自分の人生が大切だからこそ、真に夫の人生のかけがえのなさが痛いほど身に染みるのです。
ダライ・ラマが“Compassion”が大事だと繰り返し説いていました。
Com(共に)、passion(苦しむ)ということ。意味は、同情する、哀れむということです。
私は、死者がこの世で(あの世を含めて)一番の弱者だと思っています。
二番目が、死にいく人たち。
Compassionという指針が、夫からの命を懸けた教えだったと思います。
私もそうだったように、患者さんの家族はやはり自分のつらさを感じている。そして、それを押し殺している苦痛にもあえいでいる。
天台宗の宗祖、最澄が説いた「忘己利他」(己を忘れて他を利する)という精神が、死にむかう人たちに相対するとき必要とされます。
でも、難しい。
こんなに難しいことはない。
だからこそ、そんな家族の人たちをそっと支えることができたらなと思います。
夜、新大阪の街を、古谷さんと歩いていました。
古谷さんは、車椅子を使っています。
隣で、古谷さんの車椅子がガタンッと鳴るので、日本の道路には段差が多いのだなと思いました。
帰京後、私の最寄り駅にはエスカレーターがなく、エレベーターも分かりにくいところにある上に激混みだということを今更ながら不便だなと気づく。
そして、駅の出口近くにあるコンビニの入り口に、2段の段差があるのに初めて気づきました。

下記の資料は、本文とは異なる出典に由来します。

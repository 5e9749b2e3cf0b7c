use super::modal_input;
use crate::menu::MenuWindow;
use crate::modal::Input;
use ratatui::crossterm::event::{KeyCode, KeyEvent, KeyEventKind, KeyEventState, KeyModifiers};

fn press(code: KeyCode) -> KeyEvent {
    KeyEvent::new(code, KeyModifiers::NONE)
}

#[test]
fn test_arrows_and_escape() {
    let menu = MenuWindow::new(7, 5);
    assert_eq!(modal_input(press(KeyCode::Left), &menu), Some(Input::ArrowLeft));
    assert_eq!(
        modal_input(press(KeyCode::Char('l')), &menu),
        Some(Input::ArrowRight)
    );
    assert_eq!(modal_input(press(KeyCode::Esc), &menu), Some(Input::Escape));
    assert_eq!(
        modal_input(press(KeyCode::Char(']')), &menu),
        Some(Input::PageMenuForward)
    );
    assert_eq!(modal_input(press(KeyCode::Tab), &menu), Some(Input::NextSection));
    assert_eq!(modal_input(press(KeyCode::Char('x')), &menu), None);
}

#[test]
fn test_digits_pick_from_visible_window() {
    let mut menu = MenuWindow::new(7, 5);
    assert_eq!(
        modal_input(press(KeyCode::Char('1')), &menu),
        Some(Input::SelectSection(0))
    );
    assert_eq!(modal_input(press(KeyCode::Char('6')), &menu), None);

    menu.page_forward();
    menu.page_forward();
    assert_eq!(
        modal_input(press(KeyCode::Char('5')), &menu),
        Some(Input::SelectSection(6))
    );
}

#[test]
fn test_key_release_ignored() {
    let menu = MenuWindow::new(7, 5);
    let release = KeyEvent {
        code: KeyCode::Right,
        modifiers: KeyModifiers::NONE,
        kind: KeyEventKind::Release,
        state: KeyEventState::NONE,
    };
    assert_eq!(modal_input(release, &menu), None);
}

この段差が境界になってしまうのだな、と考えていました。
たった2段。
健康な人にはたった2段でも、そこに境界を感じる人もいる。大きな学びでした。
写真は、私の学び舎。
今日、散歩してきました。
3号館の前で、外国人の男性に声をかけられる。
男性 Why is everything closed?
私 Because it’s public holiday today.
男性 What kind of holiday?
そこで咄嗟に出た答えが、
It’s a celebration for coming-Autumn.
でしたので、秋を寿いでいきたいと思います。